And sure enough, his next sentence was, “But our partners must meet
their financial obligations.” And he continued this way: “And now,
based on our very strong and frank discussions, they are beginning to
do just that.”

What is this based on? Earlier this month, he declared the exact opposite:

We only ask that all of the NATO members make their full and proper
financial contributions to the NATO alliance, which many of them have
not been doing. Many of them have not been even close.
Trump’s claim is that in the span of less than a month, he managed to
completely shift the defense spending priorities of an entire
continent. This, suffice it to say, did not actually happen.

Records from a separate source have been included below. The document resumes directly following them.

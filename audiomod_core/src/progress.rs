/// Turns raw engine measurements into the percentages handed to listeners.
///
/// Values are clamped to `0..=100`, rounded to two decimals and never go
/// backwards within one invocation. Repeats are dropped.
#[derive(Clone, Debug)]
pub struct ProgressTracker {
    total: f64,
    last: Option<f64>,
}

impl ProgressTracker {
    /// `total` is the measurement that corresponds to 100%.
    pub fn new(total: f64) -> Self {
        Self { total, last: None }
    }

    pub fn observe(&mut self, done: f64) -> Option<f64> {
        if self.total.is_nan() || self.total <= 0.0 || !done.is_finite() {
            return None;
        }

        let percent = round_percent((done / self.total * 100.0).clamp(0.0, 100.0));
        let percent = match self.last {
            Some(last) if percent <= last => return None,
            _ => percent,
        };
        self.last = Some(percent);
        Some(percent)
    }
}

/// Round to two decimal places.
pub fn round_percent(percent: f64) -> f64 {
    ((percent + f64::EPSILON) * 100.0).round() / 100.0
}

/// Parse one line of ffmpeg's `-progress` key/value stream into elapsed
/// output seconds.
pub fn parse_ffmpeg_progress(line: &str) -> Option<f64> {
    let (key, value) = line.trim().split_once('=')?;
    match key {
        "out_time_us" => value
            .parse::<i64>()
            .ok()
            .map(|micros| micros as f64 / 1_000_000.0),
        "out_time" => parse_timestamp(value),
        _ => None,
    }
}

/// `HH:MM:SS.ffffff`, possibly negative.
fn parse_timestamp(value: &str) -> Option<f64> {
    let (negative, value) = match value.strip_prefix('-') {
        Some(rest) => (true, rest),
        None => (false, value),
    };
    let mut parts = value.splitn(3, ':');
    let hours = parts.next()?.parse::<f64>().ok()?;
    let minutes = parts.next()?.parse::<f64>().ok()?;
    let seconds = parts.next()?.parse::<f64>().ok()?;
    let total = hours * 3_600.0 + minutes * 60.0 + seconds;
    Some(if negative { -total } else { total })
}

But if it’s what it takes for Trump to stop disrupting the Atlantic
alliance structure, Angela Merkel and Theresa May probably won’t be
complaining. To help matters, Trump made literally no reference of
Russia, Vladimir Putin, or Syria, the major points of contention
between him and our NATO partners (not to mention most other US
politicians). He wasn’t standing down, but he was purposely not
escalating this particular conflict.

Loser: immigrants of all kinds
Immigration Activists Protest At ICE Detention Center In New Jersey
An anti-ICE raid protest. Spencer Platt/Getty Images
Trump usually cloaks his anti-immigration rhetoric in security
concerns. That was the rationale behind his Muslim ban proposal after
the Paris attacks, and then his initial executive order restricting
entry from several majority-Muslim countries. It was even present in
his speech announcing his presidential run, when he declared, “When
Mexico sends its people, they're not sending their best. … They're
bringing drugs. They're bringing crime. They're rapists.”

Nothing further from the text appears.